Task:
If a line in the entries below includes "event", show that line.

Stored data:
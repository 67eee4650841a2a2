use serde::Serialize;

use svclust_core::models::VariantType;

/// Summary of the calls (or clusters) of one variant type.
#[derive(Debug, Clone, PartialEq, Serialize)]
pub struct TypeStatistics {
    pub variant_type: VariantType,
    /// Number of records of this type
    pub count: usize,
    /// Smallest event size, `None` for types without a size
    pub min_size: Option<u32>,
    /// Largest event size
    pub max_size: Option<u32>,
    /// Average event size
    pub mean_size: Option<f64>,
    /// Median event size
    pub median_size: Option<f64>,
    /// Average number of supporting reads
    pub mean_support: f64,
}

#[derive(Debug, Clone, Copy, PartialEq, Eq, Serialize)]
pub struct HistogramBin {
    /// Inclusive lower bound
    pub start: u32,
    /// Exclusive upper bound
    pub end: u32,
    pub count: usize,
}

#[derive(Debug, Clone, PartialEq, Eq, Serialize)]
pub struct Histogram {
    pub bin_width: u32,
    pub bins: Vec<HistogramBin>,
}

impl Histogram {
    ///
    /// Histogram with at most `n_bins` equally wide bins starting at the minimum
    /// value. Every value falls into exactly one bin.
    ///
    pub fn with_bins(values: &[u32], n_bins: usize) -> Self {
        let (Some(min), Some(max)) = (values.iter().min(), values.iter().max()) else {
            return Histogram {
                bin_width: 1,
                bins: Vec::new(),
            };
        };
        let n_bins = n_bins.max(1) as u64;
        let range = u64::from(*max) - u64::from(*min) + 1;
        let bin_width = range.div_ceil(n_bins).max(1);
        Self::with_width(values, u64::from(*min), bin_width)
    }

    ///
    /// Histogram of support values: one bin per value from 1 to the maximum,
    /// widened so that there are never more than `max_bins` bins.
    ///
    pub fn of_support(values: &[u32], max_bins: usize) -> Self {
        let Some(max) = values.iter().max() else {
            return Histogram {
                bin_width: 1,
                bins: Vec::new(),
            };
        };
        let bin_width = u64::from(*max).div_ceil(max_bins.max(1) as u64).max(1);
        Self::with_width(values, 1, bin_width)
    }

    fn with_width(values: &[u32], first: u64, bin_width: u64) -> Self {
        let max = values.iter().max().map(|m| u64::from(*m)).unwrap_or(first);
        let n_bins = ((max.saturating_sub(first)) / bin_width + 1) as usize;

        let mut counts = vec![0usize; n_bins];
        for value in values {
            let offset = u64::from(*value).saturating_sub(first);
            counts[(offset / bin_width) as usize] += 1;
        }

        let bins = counts
            .into_iter()
            .enumerate()
            .map(|(i, count)| {
                let start = first + i as u64 * bin_width;
                HistogramBin {
                    start: start as u32,
                    end: (start + bin_width).min(u64::from(u32::MAX)) as u32,
                    count,
                }
            })
            .collect();

        Histogram {
            bin_width: bin_width as u32,
            bins,
        }
    }

    pub fn total(&self) -> usize {
        self.bins.iter().map(|b| b.count).sum()
    }
}
//! # Output for svclust.
//!
//! Turns the unordered calls of a run into a numbered [`CallSet`] in reference
//! order and writes it as BED ([`BedWrite`]) or VCF ([`VcfWrite`]). The cluster
//! dump in [`cluster_bed`] writes the intermediate signature clusters per type.
//!
pub mod assembly;
pub mod bed;
pub mod cluster_bed;
pub mod error;
pub mod vcf;

// re-expose core functions
pub use assembly::*;
pub use bed::*;
pub use cluster_bed::*;
pub use error::*;
pub use vcf::*;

Response to this task:
    /// Smallest event size, `None` for types without a size
    /// Largest event size
    /// Average event size
    /// Median event size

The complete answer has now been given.